In results published on Wednesday, the Hong Kong-listed airline reported a loss of HK$5bn ($637mn) for the first half of 2022, compared with a HK$7.6bn loss over the same period last year and said it was optimistic about the outlook for the rest of the year.
“On the expectation that borders will reopen, our teams have been actively preparing to meet the rising global demand for travel,” Cathay’s chair Patrick Healy told reporters. The company is confident that its “airlines and subsidiaries will see a stronger second-half than first-half performance”.
Cathay said it expects “positive cash flow” in the second half of 2022, while HSBC analysts said they believe the airline returned to profit in July.
In March, Cathay reported that it was burning up to HK$1.5bn a month because of strict quarantine rules for international travellers.
The airline has forecast that by the end of the year, passenger traffic will rise to 25 per cent of pre-pandemic levels and cargo capacity to 65 per cent.
As of June, it was operating at only 11 per cent of pre-pandemic passenger capacity and 56 per cent of cargo traffic. Higher cargo revenues have been an important factor in its improved performance.
Its rival Singapore Airlines, which was operating at about 60 per cent of pre-pandemic passenger traffic in June, has estimated passenger capacity will reach 81 per cent of pre-pandemic levels by December.
Cathay also been suffering from an exodus of pilots prompted by the tough quarantine rules and is looking to hire 4,000 staff including pilots by next year.
It has been calling for Hong Kong officials to “urgently provide a clear road map” on scrapping Covid border restrictions to encourage travellers back and protect the territory’s status as an aviation hub.
“Hong Kong has fallen far behind other international aviation hubs and our regional competitors have recovered much faster from the disruptions caused by the global pandemic,” said Healy.
This week, the territory cut its quarantine period for international arrivals to three days in a hotel followed by four days of home monitoring, down from seven days at a hotel.
Achim Czerny, associate professor of transport economics at Hong Kong Polytechnic University, said 25 per cent of pre-pandemic passenger levels “is still low, but it should be feasible given that travel restrictions have been substantially relaxed recently”.

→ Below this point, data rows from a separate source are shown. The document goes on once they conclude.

use axum::extract::{Path, Query, State};
use axum::response::IntoResponse;
use axum::{Extension, Json};
use serde::Deserialize;
use serde_json::json;
use stark_common::types::{Labels, LimitRange, NamespacePhase, ResourceQuota};
use stark_common::{Error, Pagination, error::ok};
use stark_store::namespaces::{self, NamespacePatch, NewNamespace};
use stark_store::pods;
use uuid::Uuid;

use crate::auth::Principal;
use crate::state::AppState;

#[derive(Debug, Deserialize)]
#[serde(rename_all = "camelCase")]
pub struct CreateNamespaceRequest {
    pub name: String,
    #[serde(default)]
    pub labels: Labels,
    #[serde(default)]
    pub resource_quota: Option<ResourceQuota>,
    #[serde(default)]
    pub limit_range: Option<LimitRange>,
}

#[derive(Debug, Deserialize)]
#[serde(rename_all = "camelCase")]
pub struct PatchNamespaceRequest {
    #[serde(default)]
    pub labels: Option<Labels>,
    #[serde(default)]
    pub resource_quota: Option<Option<ResourceQuota>>,
    #[serde(default)]
    pub limit_range: Option<Option<LimitRange>>,
}

/// `POST /api/namespaces`
pub async fn create(
    State(state): State<AppState>,
    Extension(principal): Extension<Principal>,
    Json(req): Json<CreateNamespaceRequest>,
) -> Result<impl IntoResponse, Error> {
    if req.name.is_empty()
        || !req
            .name
            .chars()
            .all(|c| c.is_ascii_lowercase() || c.is_ascii_digit() || c == '-')
    {
        return Err(Error::Validation(
            "namespace names are lowercase alphanumerics and dashes".into(),
        ));
    }
    let ns = namespaces::create(
        &state.store,
        Uuid::new_v4(),
        NewNamespace {
            name: req.name,
            labels: req.labels,
            resource_quota: req.resource_quota,
            limit_range: req.limit_range,
            created_by: principal.id,
        },
    )
    .await?;
    Ok((axum::http::StatusCode::CREATED, ok(ns)))
}

/// `GET /api/namespaces`
pub async fn list(
    State(state): State<AppState>,
    Query(page): Query<Pagination>,
) -> Result<impl IntoResponse, Error> {
    Ok(ok(
        namespaces::list(&state.store, page.offset, page.effective_limit()).await?,
    ))
}

/// `GET /api/namespaces/name/{name}`
pub async fn get(
    State(state): State<AppState>,
    Path(name): Path<String>,
) -> Result<impl IntoResponse, Error> {
    Ok(ok(namespaces::get(&state.store, &name).await?))
}

/// `PATCH /api/namespaces/name/{name}`: quota and label updates.
pub async fn patch(
    State(state): State<AppState>,
    Path(name): Path<String>,
    Json(req): Json<PatchNamespaceRequest>,
) -> Result<impl IntoResponse, Error> {
    let ns = namespaces::update(
        &state.store,
        Uuid::new_v4(),
        &name,
        NamespacePatch {
            labels: req.labels,
            resource_quota: req.resource_quota,
            limit_range: req.limit_range,
            ..Default::default()
        },
    )
    .await?;
    Ok(ok(ns))
}

/// `GET /api/namespaces/name/{name}/quota`: declared quota next to current
/// usage.
pub async fn quota(
    State(state): State<AppState>,
    Path(name): Path<String>,
) -> Result<impl IntoResponse, Error> {
    let ns = namespaces::get(&state.store, &name).await?;
    let usage = pods::namespace_usage(&state.store, &name).await?;
    Ok(ok(json!({
        "quota": ns.resource_quota,
        "usage": {
            "pods": usage.pods,
            "cpu": usage.cpu,
            "memory": usage.memory,
            "storage": usage.storage,
        }
    })))
}

/// `DELETE /api/namespaces/name/{name}`: flips to Terminating, which blocks
/// admission; the sweep removes the record once every pod has stopped.
pub async fn delete(
    State(state): State<AppState>,
    Path(name): Path<String>,
) -> Result<impl IntoResponse, Error> {
    let ns = namespaces::update(
        &state.store,
        Uuid::new_v4(),
        &name,
        NamespacePatch {
            phase: Some(NamespacePhase::Terminating),
            ..Default::default()
        },
    )
    .await?;
    Ok(ok(json!({ "terminating": ns.name })))
}
//! Ingress: per-service HTTP listeners relaying traffic to healthy pods.
//!
//! When a service declares an ingress port, a listener is bound on it and
//! every request is relayed to one of the service's healthy pods over the
//! agent channel, correlated by id. Pod selection hashes a route key taken
//! from the `X-Stark-Route` header, the `stark-route` query parameter, or a
//! monotonic counter, so a caller can pin a pod while anonymous traffic
//! round-robins.

use std::collections::BTreeMap;
use std::collections::HashMap;
use std::collections::hash_map::DefaultHasher;
use std::hash::{Hash, Hasher};
use std::net::SocketAddr;
use std::sync::Arc;
use std::sync::atomic::{AtomicU64, Ordering};
use std::time::{Duration, Instant};

use axum::Router;
use axum::body::Body;
use axum::extract::State;
use axum::http::{HeaderMap, HeaderName, HeaderValue, Method, StatusCode, Uri};
use axum::response::{IntoResponse, Response};
use parking_lot::Mutex;
use stark_common::protocol::{self, AgentFrame, ServerFrame};
use stark_common::types::{Service, ServiceStatus};
use stark_common::{Error, Result};
use stark_store::{Store, services};
use tokio_util::sync::CancellationToken;
use uuid::Uuid;

use super::ServiceRegistry;
use crate::agent::Connections;
use crate::metrics;

pub const ROUTE_HEADER: &str = "x-stark-route";
pub const ROUTE_QUERY_PARAM: &str = "stark-route";

struct Listener {
    service_id: Uuid,
    cancel: CancellationToken,
    handle: tokio::task::JoinHandle<()>,
}

pub struct IngressManager {
    store: Store,
    connections: Arc<Connections>,
    registry: Arc<ServiceRegistry>,
    bind_addr: String,
    timeout: Duration,
    listeners: Mutex<HashMap<u16, Listener>>,
    counter: Arc<AtomicU64>,
}

struct IngressState {
    service_name: String,
    connections: Arc<Connections>,
    registry: Arc<ServiceRegistry>,
    timeout: Duration,
    counter: Arc<AtomicU64>,
}

impl IngressManager {
    pub fn new(
        store: Store,
        connections: Arc<Connections>,
        registry: Arc<ServiceRegistry>,
        bind_addr: String,
        timeout: Duration,
    ) -> Self {
        Self {
            store,
            connections,
            registry,
            bind_addr,
            timeout,
            listeners: Mutex::new(HashMap::new()),
            counter: Arc::new(AtomicU64::new(0)),
        }
    }

    /// Converge listeners with the set of exposed services.
    pub async fn sync(&self) -> Result<()> {
        let all = services::list_all(&self.store).await?;
        let desired: HashMap<u16, &Service> = all
            .iter()
            .filter(|s| s.exposed && s.status != ServiceStatus::Deleted)
            .filter_map(|s| s.ingress_port.map(|p| (p, s)))
            .collect();

        let mut listeners = self.listeners.lock();
        // Stop listeners whose service went away or moved port.
        let stale: Vec<u16> = listeners
            .iter()
            .filter(|(port, l)| {
                desired
                    .get(port)
                    .map(|s| s.id != l.service_id)
                    .unwrap_or(true)
            })
            .map(|(port, _)| *port)
            .collect();
        for port in stale {
            if let Some(listener) = listeners.remove(&port) {
                tracing::info!(port, "stopping ingress listener");
                listener.cancel.cancel();
                listener.handle.abort();
            }
        }
        // Start missing ones.
        for (port, svc) in desired {
            if listeners.contains_key(&port) {
                continue;
            }
            tracing::info!(port, service = %svc.name, "starting ingress listener");
            let cancel = CancellationToken::new();
            let state = Arc::new(IngressState {
                service_name: svc.name.clone(),
                connections: self.connections.clone(),
                registry: self.registry.clone(),
                timeout: self.timeout,
                counter: self.counter.clone(),
            });
            let addr = format!("{}:{}", self.bind_addr, port);
            let child = cancel.clone();
            let handle = tokio::spawn(async move {
                if let Err(e) = serve_ingress(addr, state, child).await {
                    tracing::error!(port, "ingress listener failed: {e}");
                }
            });
            listeners.insert(
                port,
                Listener {
                    service_id: svc.id,
                    cancel,
                    handle,
                },
            );
        }
        Ok(())
    }

    pub fn shutdown(&self) {
        let mut listeners = self.listeners.lock();
        for (_, listener) in listeners.drain() {
            listener.cancel.cancel();
            listener.handle.abort();
        }
    }
}

async fn serve_ingress(
    addr: String,
    state: Arc<IngressState>,
    cancel: CancellationToken,
) -> anyhow::Result<()> {
    let app = Router::new()
        .fallback(relay_request)
        .with_state(state);
    let addr: SocketAddr = addr.parse()?;
    let listener = tokio::net::TcpListener::bind(addr).await?;
    axum::serve(listener, app)
        .with_graceful_shutdown(async move { cancel.cancelled().await })
        .await?;
    Ok(())
}

/// Route key precedence: header, then query param, then counter.
fn route_key(headers: &HeaderMap, uri: &Uri, counter: &AtomicU64) -> String {
    if let Some(value) = headers.get(ROUTE_HEADER)
        && let Ok(value) = value.to_str()
    {
        return value.to_string();
    }
    if let Some(query) = uri.query() {
        for pair in query.split('&') {
            if let Some((key, value)) = pair.split_once('=')
                && key == ROUTE_QUERY_PARAM
            {
                return value.to_string();
            }
        }
    }
    counter.fetch_add(1, Ordering::Relaxed).to_string()
}

fn hash_select<T>(key: &str, items: &[T]) -> Option<usize> {
    if items.is_empty() {
        return None;
    }
    let mut hasher = DefaultHasher::new();
    key.hash(&mut hasher);
    Some((hasher.finish() % items.len() as u64) as usize)
}

async fn relay_request(
    State(state): State<Arc<IngressState>>,
    method: Method,
    uri: Uri,
    headers: HeaderMap,
    body: axum::body::Bytes,
) -> Response {
    let started = Instant::now();
    match relay_inner(&state, method, uri, headers, body).await {
        Ok(response) => {
            metrics::ingress_request(response.status().as_u16(), started.elapsed().as_secs_f64());
            response
        }
        Err(e) => {
            let status = e.status();
            metrics::ingress_request(status.as_u16(), started.elapsed().as_secs_f64());
            e.into_response()
        }
    }
}

async fn relay_inner(
    state: &IngressState,
    method: Method,
    uri: Uri,
    headers: HeaderMap,
    body: axum::body::Bytes,
) -> Result<Response> {
    let endpoints = state.registry.healthy(&state.service_name);
    let key = route_key(&headers, &uri, &state.counter);
    let Some(index) = hash_select(&key, &endpoints) else {
        return Err(Error::BackendUnavailable(format!(
            "no healthy pods for service {}",
            state.service_name
        )));
    };
    let (pod_id, node_id) = endpoints[index];

    let correlation_id = Uuid::new_v4();
    let mut frame_headers = BTreeMap::new();
    for (name, value) in headers.iter() {
        if let Ok(value) = value.to_str() {
            frame_headers.insert(name.as_str().to_string(), value.to_string());
        }
    }
    let frame = ServerFrame::IngressRequest {
        correlation_id,
        pod_id,
        method: method.to_string(),
        url: uri.to_string(),
        headers: frame_headers,
        body: protocol::encode_body(&body),
    };

    let response = state
        .connections
        .request_to_node(node_id, correlation_id, frame, state.timeout)
        .await;
    let frame = match response {
        Ok(frame) => frame,
        Err(Error::Timeout(_)) => {
            metrics::ingress_timeout();
            return Err(Error::Timeout(format!(
                "pod {pod_id} did not answer within {:?}",
                state.timeout
            )));
        }
        Err(e) => return Err(e),
    };

    let AgentFrame::IngressResponse {
        status,
        headers,
        body,
        ..
    } = frame
    else {
        return Err(Error::Internal(anyhow::anyhow!(
            "unexpected frame kind answering an ingress request"
        )));
    };

    let mut response = Response::builder()
        .status(StatusCode::from_u16(status).unwrap_or(StatusCode::BAD_GATEWAY));
    let response_headers = response.headers_mut().expect("fresh builder");
    for (name, value) in headers {
        if let (Ok(name), Ok(value)) = (
            name.parse::<HeaderName>(),
            HeaderValue::from_str(&value),
        ) {
            response_headers.insert(name, value);
        }
    }
    let bytes = protocol::decode_body(body.as_deref())
        .map_err(|e| Error::Internal(anyhow::anyhow!("bad ingress response body: {e}")))?;
    response
        .body(Body::from(bytes))
        .map_err(|e| Error::Internal(anyhow::anyhow!("building ingress response: {e}")))
}

#[cfg(test)]
mod tests {
    use super::*;

    #[test]
    fn hash_selection_is_stable_per_key() {
        let endpoints = vec![1, 2, 3, 4, 5];
        let first = hash_select("tenant-42", &endpoints).unwrap();
        for _ in 0..10 {
            assert_eq!(hash_select("tenant-42", &endpoints), Some(first));
        }
        assert_eq!(hash_select("anything", &Vec::<i32>::new()), None);
    }

    #[test]
    fn route_key_prefers_header_then_query_then_counter() {
        let counter = AtomicU64::new(0);
        let mut headers = HeaderMap::new();
        headers.insert(ROUTE_HEADER, HeaderValue::from_static("from-header"));
        let uri: Uri = "/x?stark-route=from-query".parse().unwrap();
        assert_eq!(route_key(&headers, &uri, &counter), "from-header");

        let headers = HeaderMap::new();
        assert_eq!(route_key(&headers, &uri, &counter), "from-query");

        let plain: Uri = "/x".parse().unwrap();
        assert_eq!(route_key(&headers, &plain, &counter), "0");
        assert_eq!(route_key(&headers, &plain, &counter), "1");
    }
}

Parash Jain, head of Asia transport research at HSBC, wrote in a report this week: “Complete withdrawal of quarantine is likely the end game and a near-term possibility.
“This would be a boon for Cathay’s capacity ramp-up and in time for the Christmas holiday travel season.”
HSBC has forecast a HK$4bn profit for the airline for the second half of 2022.
Investors have also remained optimistic. Cathay shares have outperformed regional rivals, rising 34 per cent over the past year. Singapore Airlines shares are up 6 per cent over the same period.